Documentation/components/net/tcp_network_perf.rst - nuttx - Git at Google

 =======================
 TCP Network Performance
 =======================

 .. warning::
     Migrated from:
     https://cwiki.apache.org/confluence/display/NUTTX/TCP+Network+Performance


 (Abstracted and extended from a discussion from the NuttX Google group)

 Question
 ========

 For some unknown reason, I am seeing poor TCP network performance.

 Answer
 ======

 First let's talk about TCP send performance.

 Source of Performance Bottlenecks
 ---------------------------------

 General TCP send performance is not determined by the TCP stack as much
 as it is by the network device driver. Bad network performance is due
 to time lost `BETWEEN` packet transfers. The packet transfers themselves
 go at the wire speed*. So if you want to improve performance on a
 given network, you have to reduce time lost between transfers.
 There is no other way.

 Ignoring Ethernet issues like collisions, back-off delays,
 inter-packet gaps (IPG), etc.

 The time between packets is limited primarily by the buffering
 design of the network driver. If you want to improve performance,
 then you must improve the buffering at the network driver.
 You need to support many full size (1500 byte) packet buffers.
 You must be able to query the network for new data to transfer,
 and queue those transfers in packet buffers. In order to reach
 peak performance, the network driver must have the next transfer
 buffered and ready-to-go before the previous transfer is finished
 to minimize the GAP between packet transfers.

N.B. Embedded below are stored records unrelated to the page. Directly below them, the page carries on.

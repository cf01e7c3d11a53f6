//! VM 执行测试
//!
//! 端到端测试：手写字节码并执行

mod common;
use common::{
    assert_balanced, builtin_types, emit_lines, get_int, get_string, ints, main_only, run,
    run_limited, run_with_output,
};
use krill_core::heap;
use krill_core::{
    LimitConfig, LoadError, NativeCtx, NativeRegistry, NativeRet, NativeSig, Op, ProgramBuilder,
    TypeIdx, TypeTableBuilder, Value, Vm, VmError, VmOptions,
};

// ===== 基础运算测试 =====

#[test]
fn test_integer_arithmetic() {
    let p = main_only(
        builtin_types(),
        0,
        &[
            Op::PushInt(40),
            Op::PushInt(2),
            Op::IAdd,
            Op::PushInt(3),
            Op::IMul,
            Op::PushInt(7),
            Op::PushInt(2),
            Op::IDiv,
            Op::ISub,
            Op::Return(1),
        ],
    );
    assert_eq!(get_int(&run(p).unwrap()), 123);

    // 取余与负号遵循截断除法
    let p = main_only(
        builtin_types(),
        0,
        &[
            Op::PushInt(-7),
            Op::PushInt(3),
            Op::IMod,
            Op::PushInt(5),
            Op::INeg,
            Op::Return(2),
        ],
    );
    assert_eq!(ints(&run(p).unwrap()), vec![-1, -5]);
}

#[test]
fn test_integer_comparisons() {
    let p = main_only(
        builtin_types(),
        0,
        &[
            Op::PushInt(1),
            Op::PushInt(2),
            Op::ILt,
            Op::PushInt(2),
            Op::PushInt(2),
            Op::IGt,
            Op::PushInt(3),
            Op::PushInt(3),
            Op::IEq,
            Op::PushNil,
            Op::Not,
            Op::Return(4),
        ],
    );
    assert_eq!(ints(&run(p).unwrap()), vec![1, 0, 1, 1]);
}

#[test]
fn test_float_arithmetic() {
    let p = main_only(
        builtin_types(),
        0,
        &[
            Op::PushInt(7),
            Op::I2F,
            Op::PushFloat(2.0),
            Op::FDiv,
            Op::PushFloat(1.5),
            Op::PushFloat(2.0),
            Op::FMul,
            Op::F2I,
            Op::PushFloat(0.5),
            Op::PushFloat(0.25),
            Op::FGe,
            Op::Return(3),
        ],
    );
    let result = run(p).unwrap();
    assert_eq!(result[0].fval(), 3.5);
    assert_eq!(result[1].ival(), 3);
    assert_eq!(result[2].ival(), 1);
}

#[test]
fn test_float_division_by_zero_is_infinite() {
    let p = main_only(
        builtin_types(),
        0,
        &[Op::PushFloat(1.0), Op::PushFloat(0.0), Op::FDiv, Op::Return(1)],
    );
    assert!(run(p).unwrap()[0].fval().is_infinite());
}

// ===== 控制流测试 =====

#[test]
fn test_loop_with_locals() {
    // i = 1; sum = 0; while i <= 10 { sum += i; i += 1 }
    let mut b = ProgramBuilder::new(builtin_types());
    let main = b.function("main", 0, 2);
    b.begin(main);
    b.emit(Op::PushInt(1), 1);
    b.op(Op::StoreLocal(0));
    b.op(Op::PushInt(0));
    b.op(Op::StoreLocal(1));
    let top = b.label();
    let end = b.label();
    b.bind(top);
    b.emit(Op::LoadLocal(0), 2);
    b.op(Op::PushInt(10));
    b.op(Op::ILe);
    b.jump_if_false(end);
    b.emit(Op::LoadLocal(1), 3);
    b.op(Op::LoadLocal(0));
    b.op(Op::IAdd);
    b.op(Op::StoreLocal(1));
    b.emit(Op::LoadLocal(0), 4);
    b.op(Op::PushInt(1));
    b.op(Op::IAdd);
    b.op(Op::StoreLocal(0));
    b.jump(top);
    b.bind(end);
    b.emit(Op::LoadLocal(1), 5);
    b.op(Op::Return(1));

    assert_eq!(get_int(&run(b.finish().unwrap()).unwrap()), 55);
}

#[test]
fn test_recursive_call() {
    let mut b = ProgramBuilder::new(builtin_types());
    let main = b.function("main", 0, 0);
    let fib = b.function("fib", 1, 1);

    b.begin(main);
    b.emit(Op::PushInt(10), 1);
    b.op(Op::Call(fib));
    b.op(Op::Return(1));

    b.begin(fib);
    let recurse = b.label();
    b.emit(Op::LoadLocal(0), 10);
    b.op(Op::PushInt(2));
    b.op(Op::ILt);
    b.jump_if_false(recurse);
    b.op(Op::LoadLocal(0));
    b.op(Op::Return(1));
    b.bind(recurse);
    b.emit(Op::LoadLocal(0), 11);
    b.op(Op::PushInt(1));
    b.op(Op::ISub);
    b.op(Op::Call(fib));
    b.op(Op::LoadLocal(0));
    b.op(Op::PushInt(2));
    b.op(Op::ISub);
    b.op(Op::Call(fib));
    b.op(Op::IAdd);
    b.op(Op::Return(1));

    assert_eq!(get_int(&run(b.finish().unwrap()).unwrap()), 55);
}

#[test]
fn test_multiple_returns_and_dynamic_call() {
    let mut b = ProgramBuilder::new(builtin_types());
    let main = b.function("main", 0, 0);
    let pair = b.function("pair", 0, 0);
    let double = b.function("double", 1, 1);

    b.begin(main);
    b.emit(Op::Call(pair), 1);
    b.op(Op::ISub);
    b.op(Op::PushInt(21));
    b.op(Op::PushFun(double));
    b.op(Op::CallDyn);
    b.op(Op::Return(2));

    b.begin(pair);
    b.emit(Op::PushInt(1), 5);
    b.op(Op::PushInt(2));
    b.op(Op::Return(2));

    b.begin(double);
    b.emit(Op::LoadLocal(0), 9);
    b.op(Op::PushInt(2));
    b.op(Op::IMul);
    b.op(Op::Return(1));

    assert_eq!(ints(&run(b.finish().unwrap()).unwrap()), vec![-1, 42]);
}

#[test]
fn test_return_discards_temporaries() {
    // 被调函数在返回值之下留下的临时值随帧一起释放
    let mut b = ProgramBuilder::new(builtin_types());
    let main = b.function("main", 0, 0);
    let messy = b.function("messy", 0, 1);
    let s = b.string("temp");

    b.begin(main);
    b.emit(Op::PushInt(5), 1);
    b.op(Op::Call(messy));
    b.op(Op::IAdd);
    b.op(Op::Return(1));

    b.begin(messy);
    b.emit(Op::PushStr(s), 2);
    b.op(Op::PushStr(s));
    b.op(Op::SConcat);
    b.op(Op::PushInt(9));
    b.op(Op::PushInt(1));
    b.op(Op::Return(1));

    let before = heap::stats();
    assert_eq!(get_int(&run(b.finish().unwrap()).unwrap()), 6);
    assert_balanced(&before);
}

#[test]
fn test_halt_returns_top() {
    let p = main_only(
        builtin_types(),
        1,
        &[Op::PushInt(1), Op::PushInt(9), Op::Halt],
    );
    assert_eq!(ints(&run(p).unwrap()), vec![9]);
}

// ===== 字符串与泛型操作 =====

#[test]
fn test_strings() {
    let mut b = ProgramBuilder::new(builtin_types());
    let main = b.function("main", 0, 1);
    let foo = b.string("foo");
    let bar = b.string("bar");
    let foobar = b.string("foobar");
    b.begin(main);
    emit_lines(
        &mut b,
        &[
            Op::PushStr(foo),
            Op::PushStr(bar),
            Op::SConcat,
            Op::StoreLocal(0),
            Op::LoadLocal(0),
            Op::SLen,
            Op::LoadLocal(0),
            Op::PushStr(foobar),
            Op::SEq,
            Op::Return(2),
        ],
    );
    assert_eq!(ints(&run(b.finish().unwrap()).unwrap()), vec![6, 1]);
}

#[test]
fn test_print_and_to_str() {
    let mut tb = TypeTableBuilder::new();
    let point = tb.structure("Point", &[TypeIdx::INT, TypeIdx::INT], true);
    let strings = tb.vector(TypeIdx::STRING);
    let mut b = ProgramBuilder::new(tb.build().unwrap());
    let main = b.function("main", 0, 0);
    let a = b.string("a");
    let bb = b.string("b");
    b.begin(main);
    emit_lines(
        &mut b,
        &[
            Op::PushInt(1),
            Op::PushInt(2),
            Op::Print(point),
            Op::PushStr(a),
            Op::PushStr(bb),
            Op::NewVec { ty: strings, n: 2 },
            Op::Print(strings),
            Op::PushStr(a),
            Op::Print(TypeIdx::STRING),
            Op::PushFloat(2.5),
            Op::ToStr(TypeIdx::FLOAT),
            Op::Return(1),
        ],
    );

    let (result, output) = run_with_output(b.finish().unwrap());
    assert_eq!(get_string(&result.unwrap()), "2.5");
    assert_eq!(output, vec!["Point{1, 2}", r#"["a", "b"]"#, "a"]);
}

#[test]
fn test_deep_and_identity_equality() {
    let mut tb = TypeTableBuilder::new();
    let pair = tb.structure("Pair", &[TypeIdx::INT, TypeIdx::STRING], false);
    let mut b = ProgramBuilder::new(tb.build().unwrap());
    let main = b.function("main", 0, 2);
    let x = b.string("x");
    let y = b.string("y");
    b.begin(main);
    emit_lines(
        &mut b,
        &[
            // 两个内容相同、字符串对象不同的结构体
            Op::PushInt(1),
            Op::PushStr(x),
            Op::PushStr(y),
            Op::SConcat,
            Op::NewStruct(pair),
            Op::StoreLocal(0),
            Op::PushInt(1),
            Op::PushStr(x),
            Op::PushStr(y),
            Op::SConcat,
            Op::NewStruct(pair),
            Op::StoreLocal(1),
            Op::LoadLocal(0),
            Op::LoadLocal(1),
            Op::Eq { ty: pair, deep: true },
            Op::LoadLocal(0),
            Op::LoadLocal(1),
            Op::Eq { ty: pair, deep: false },
            Op::LoadLocal(0),
            Op::Hash(pair),
            Op::LoadLocal(1),
            Op::Hash(pair),
            Op::IEq,
            Op::Return(3),
        ],
    );
    assert_eq!(ints(&run(b.finish().unwrap()).unwrap()), vec![1, 0, 1]);
}

#[test]
fn test_inline_struct_math() {
    let p = main_only(
        builtin_types(),
        0,
        &[
            Op::PushInt(1),
            Op::PushInt(2),
            Op::PushInt(10),
            Op::PushInt(20),
            Op::IVAdd(2),
            Op::PushInt(3),
            Op::IVScale(2),
            Op::InlineField {
                width: 2,
                offset: 1,
                count: 1,
            },
            Op::PushFloat(0.5),
            Op::PushFloat(1.5),
            Op::PushFloat(0.5),
            Op::FVAdd(1),
            Op::FVAdd(1),
            Op::PushFloat(2.0),
            Op::FVScale(1),
            Op::F2I,
            Op::Return(2),
        ],
    );
    assert_eq!(ints(&run(p).unwrap()), vec![66, 5]);
}

#[test]
fn test_boxing() {
    let p = main_only(
        builtin_types(),
        0,
        &[
            Op::PushInt(5),
            Op::BoxInt,
            Op::UnboxInt,
            Op::PushFloat(0.25),
            Op::BoxFloat,
            Op::UnboxFloat,
            Op::Return(2),
        ],
    );
    let result = run(p).unwrap();
    assert_eq!(result[0].ival(), 5);
    assert_eq!(result[1].fval(), 0.25);
}

// ===== 原生函数 =====

fn triple(ctx: &mut NativeCtx<'_>, args: Vec<Value>) -> Result<NativeRet, VmError> {
    ctx.print(format!("triple({})", args[0].ival()));
    Ok(NativeRet::One(Value::int(args[0].ival() * 3)))
}

#[test]
fn test_native_calls() {
    let mut b = ProgramBuilder::new(builtin_types());
    let main = b.function("main", 0, 0);
    let divmod = b.native(NativeSig::new(
        "divmod",
        &[TypeIdx::INT, TypeIdx::INT],
        &[TypeIdx::INT, TypeIdx::INT],
    ));
    let tri = b.native(NativeSig::new("triple", &[TypeIdx::INT], &[TypeIdx::INT]));
    b.begin(main);
    emit_lines(
        &mut b,
        &[
            Op::PushInt(17),
            Op::PushInt(5),
            Op::CallNative(divmod),
            Op::CallNative(tri),
            Op::Return(2),
        ],
    );

    let mut natives = NativeRegistry::with_builtins();
    natives.register(NativeSig::new("triple", &[TypeIdx::INT], &[TypeIdx::INT]), triple);
    let options = VmOptions {
        natives,
        ..VmOptions::default()
    };
    let mut vm = Vm::with_options(b.finish().unwrap(), options).unwrap();
    assert_eq!(ints(&vm.run().unwrap()), vec![3, 6]);
    assert_eq!(vm.output(), ["triple(2)"]);
}

#[test]
fn test_native_argument_checks() {
    let sig = NativeSig::new("abs", &[TypeIdx::INT], &[TypeIdx::INT]);

    let mut b = ProgramBuilder::new(builtin_types());
    let main = b.function("main", 0, 0);
    let abs = b.native(sig.clone());
    b.begin(main);
    emit_lines(&mut b, &[Op::PushFloat(1.0), Op::CallNative(abs), Op::Return(1)]);
    let err = run(b.finish().unwrap()).unwrap_err();
    assert!(matches!(err.error, VmError::NativeType { index: 0, .. }));

    // 参数窗口不越过局部变量
    let mut b = ProgramBuilder::new(builtin_types());
    let main = b.function("main", 0, 1);
    let abs = b.native(sig);
    b.begin(main);
    emit_lines(&mut b, &[Op::CallNative(abs), Op::Return(1)]);
    let err = run(b.finish().unwrap()).unwrap_err();
    assert_eq!(
        err.error,
        VmError::NativeArity {
            name: "abs".to_string(),
            expected: 1,
            got: 0,
        }
    );
}

#[test]
fn test_unknown_native_rejected_at_load() {
    let mut b = ProgramBuilder::new(builtin_types());
    let main = b.function("main", 0, 0);
    b.native(NativeSig::new("nope", &[], &[]));
    b.begin(main);
    b.emit(Op::PushNil, 1);
    b.op(Op::Return(1));
    match Vm::new(b.finish().unwrap()) {
        Err(LoadError::UnknownNative(name)) => assert_eq!(name, "nope"),
        other => panic!("expected UnknownNative, got {other:?}"),
    }
}

#[test]
fn test_native_signature_mismatch_rejected_at_load() {
    let load = |sig: NativeSig| {
        let mut b = ProgramBuilder::new(builtin_types());
        let main = b.function("main", 0, 0);
        b.native(sig);
        b.begin(main);
        b.emit(Op::PushNil, 1);
        b.op(Op::Return(1));
        Vm::new(b.finish().unwrap())
    };

    // abs(string) 与 abs() 都不能装载，原生函数不会看到错误种类的参数
    match load(NativeSig::new("abs", &[TypeIdx::STRING], &[TypeIdx::INT])) {
        Err(LoadError::NativeSignature { name, declared, .. }) => {
            assert_eq!(name, "abs");
            assert_eq!(declared, "(string) -> (int)");
        }
        other => panic!("expected NativeSignature, got {other:?}"),
    }
    assert!(matches!(
        load(NativeSig::new("abs", &[], &[TypeIdx::INT])),
        Err(LoadError::NativeSignature { .. })
    ));
    assert!(matches!(
        load(NativeSig::new("divmod", &[TypeIdx::INT, TypeIdx::INT], &[TypeIdx::INT])),
        Err(LoadError::NativeSignature { .. })
    ));
    assert!(load(NativeSig::new("abs", &[TypeIdx::INT], &[TypeIdx::INT])).is_ok());
}

// ===== 资源耗尽 =====

#[test]
fn test_call_depth_limit() {
    let mut b = ProgramBuilder::new(builtin_types());
    let main = b.function("main", 0, 0);
    let forever = b.function("forever", 0, 0);
    b.begin(main);
    b.emit(Op::Call(forever), 1);
    b.op(Op::Return(0));
    b.begin(forever);
    b.emit(Op::Call(forever), 2);
    b.op(Op::Return(0));

    let limits = LimitConfig {
        max_call_depth: 16,
        ..LimitConfig::default()
    };
    let err = run_limited(b.finish().unwrap(), limits).unwrap_err();
    assert_eq!(err.error, VmError::StackOverflow { limit: 16 });
    assert_eq!(err.function, "forever");
}

#[test]
fn test_stack_size_limit() {
    let ops: Vec<Op> = (0..8).map(Op::PushInt).chain([Op::Return(8)]).collect();
    let limits = LimitConfig {
        max_stack_size: 4,
        ..LimitConfig::default()
    };
    let err = run_limited(main_only(builtin_types(), 0, &ops), limits).unwrap_err();
    assert_eq!(err.error, VmError::StackOverflow { limit: 4 });
    assert_eq!(err.line, 5);
}

#[test]
fn test_vm_can_run_twice() {
    let p = main_only(
        builtin_types(),
        1,
        &[Op::PushInt(2), Op::PushInt(3), Op::IMul, Op::Return(1)],
    );
    let mut vm = Vm::new(p).unwrap();
    assert_eq!(get_int(&vm.run().unwrap()), 6);
    assert_eq!(get_int(&vm.run().unwrap()), 6);
    assert_eq!(vm.frame_depth(), 0);
}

 Different network devices also support more or less efficient
 interfaces: The worst performing support interfaces that can
 handle only one packet at a time, the best performing are able
 to retain linked lists of packet buffers in memory and perform
 scatter-gather DMA for a sequence of packets.

 In the NuttX TCP stack, you can also improve performance by
 enabling TCP write buffering. But the driver is the real key.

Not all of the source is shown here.